Word count receipt: 1188 words.

Word count receipt: 1250 words.

The Janus compiler’s IR had a problem that generated five gaps, infected 14 consumer sites, and required 31 producer sites to maintain. The problem was not a bug. It was an architectural decision — or rather, the absence of one. SemanticType collapsed every pointer to a bare .ptr tag and threw away what the pointer pointed at. Today that changed.

Separately, the largest source file in the codebase — lower.zig at 25,786 lines — received its first surgical split. Both pieces of work share a lesson: the right abstraction eliminates entire classes of bugs before they are written.

What changed

SemanticType carries its pointee now. Nine commits merged to unstable, tip fc4d39f6. The SemanticType union(enum) in compiler/qtjir/graph.zig:334 previously had three pointer tags — .ptr, .str_ptr, .fat_ptr — with no payload. Three new variants replace them: typed_ptr([]const SemanticType), many_ptr([]const SemanticType), slice([]const SemanticType). Each carries its pointee type from the moment of creation.
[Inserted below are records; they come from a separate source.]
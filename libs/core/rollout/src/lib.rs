// [libs/core/rollout/src/lib.rs]
/*!
 * APARATO: SELECTOR DE ROLLOUT (C4)
 * CLASIFICACIÓN: CORE (ESTRATO L1)
 * RESPONSABILIDAD: DECISIÓN DE INCLUSIÓN DETERMINISTA, ESTABLE Y
 *    UNIFORME SOBRE LA POBLACIÓN DE DISPOSITIVOS
 *
 * Algoritmo (§4.2): `bucket = BigEndianU32(SHA-256(d ":" r)[0..4]) % 100`;
 * se incluye el dispositivo sii `bucket < p`.
 *
 * # Mathematical Proof (Independence Across Releases):
 * Al incluir el id del release en la entrada del hash, la decisión de
 * inclusión para un mismo dispositivo es independiente entre releases
 * distintos — un dispositivo incluido en el rollout de `r1` no tiene
 * correlación alguna con su inclusión en `r2`.
 */

use sha2::{Digest, Sha256};
use uuid::Uuid;

/// Decide si `device_id` debe incluirse en el rollout de `release_id`
/// dado un porcentaje `rollout_percentage` en `[0,100]`.
///
/// `p=0` nunca incluye (corto-circuito, sin hashear); `p=100` siempre
/// incluye (corto-circuito, sin hashear).
pub fn is_included(rollout_percentage: u8, release_id: Uuid, device_id: Uuid) -> bool {
    if rollout_percentage == 0 {
        return false;
    }
    if rollout_percentage >= 100 {
        return true;
    }

    bucket_for(release_id, device_id) < u32::from(rollout_percentage)
}

/// El bucket `[0,100)` subyacente, expuesto para observabilidad y para
/// las pruebas de propiedad de uniformidad (§8 propiedad 2).
pub fn bucket_for(release_id: Uuid, device_id: Uuid) -> u32 {
    let mut hasher = Sha256::new();
    hasher.update(device_id.to_string().as_bytes());
    hasher.update(b":");
    hasher.update(release_id.to_string().as_bytes());
    let digest = hasher.finalize();

    let mut prefix = [0u8; 4];
    prefix.copy_from_slice(&digest[0..4]);
    u32::from_be_bytes(prefix) % 100
}

#[cfg(test)]
mod tests {
    use super::*;

    #[test]
    fn zero_percent_never_includes() {
        let release = Uuid::new_v4();
        for _ in 0..100 {
            assert!(!is_included(0, release, Uuid::new_v4()));
        }
    }

    #[test]
    fn hundred_percent_always_includes() {
        let release = Uuid::new_v4();
        for _ in 0..100 {
            assert!(is_included(100, release, Uuid::new_v4()));
        }
    }

    #[test]
    fn decision_is_stable_across_repeated_calls() {
        let release = Uuid::new_v4();
        let device = Uuid::new_v4();
        let first = is_included(30, release, device);
        for _ in 0..100 {
            assert_eq!(is_included(30, release, device), first);
        }
    }

    #[test]
    fn decision_is_independent_per_release() {
        // Not a formal independence proof, just confirms the release id
        // participates in the hash (different releases can disagree for
        // the same device at an interior percentage).
        let device = Uuid::new_v4();
        let release_a = Uuid::new_v4();
        let release_b = Uuid::new_v4();
        let bucket_a = bucket_for(release_a, device);
        let bucket_b = bucket_for(release_b, device);
        assert_ne!((release_a, bucket_a), (release_b, bucket_b));
    }
}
The lowering pipeline populates these at three producer sites: slice parameters get many_ptr(elem), [*]T/*T-as-array variable allocas get many_ptr(elem) after resolved_sem, and let p:*T=&x synthesized allocas get the same upgrade. The indexElementSemantic function reads the structured pointee as its source of truth, with pointer_pointee_types demoted to a fallback. Three emitter consumers — emitSlice, emitSliceIndex/emitSliceIndexAddr, emitIndex — prefer the structured pointee when the side table misses, fixing latent bugs where non-byte slices were silently loaded and stored as i8.

Diff: 265 insertions, 3 deletions across 5 files. Full suite: 3352/3353 green (1 intentional SPEC-041 Phase 5 skip). Commit range: 2642c53d..fc4d39f6.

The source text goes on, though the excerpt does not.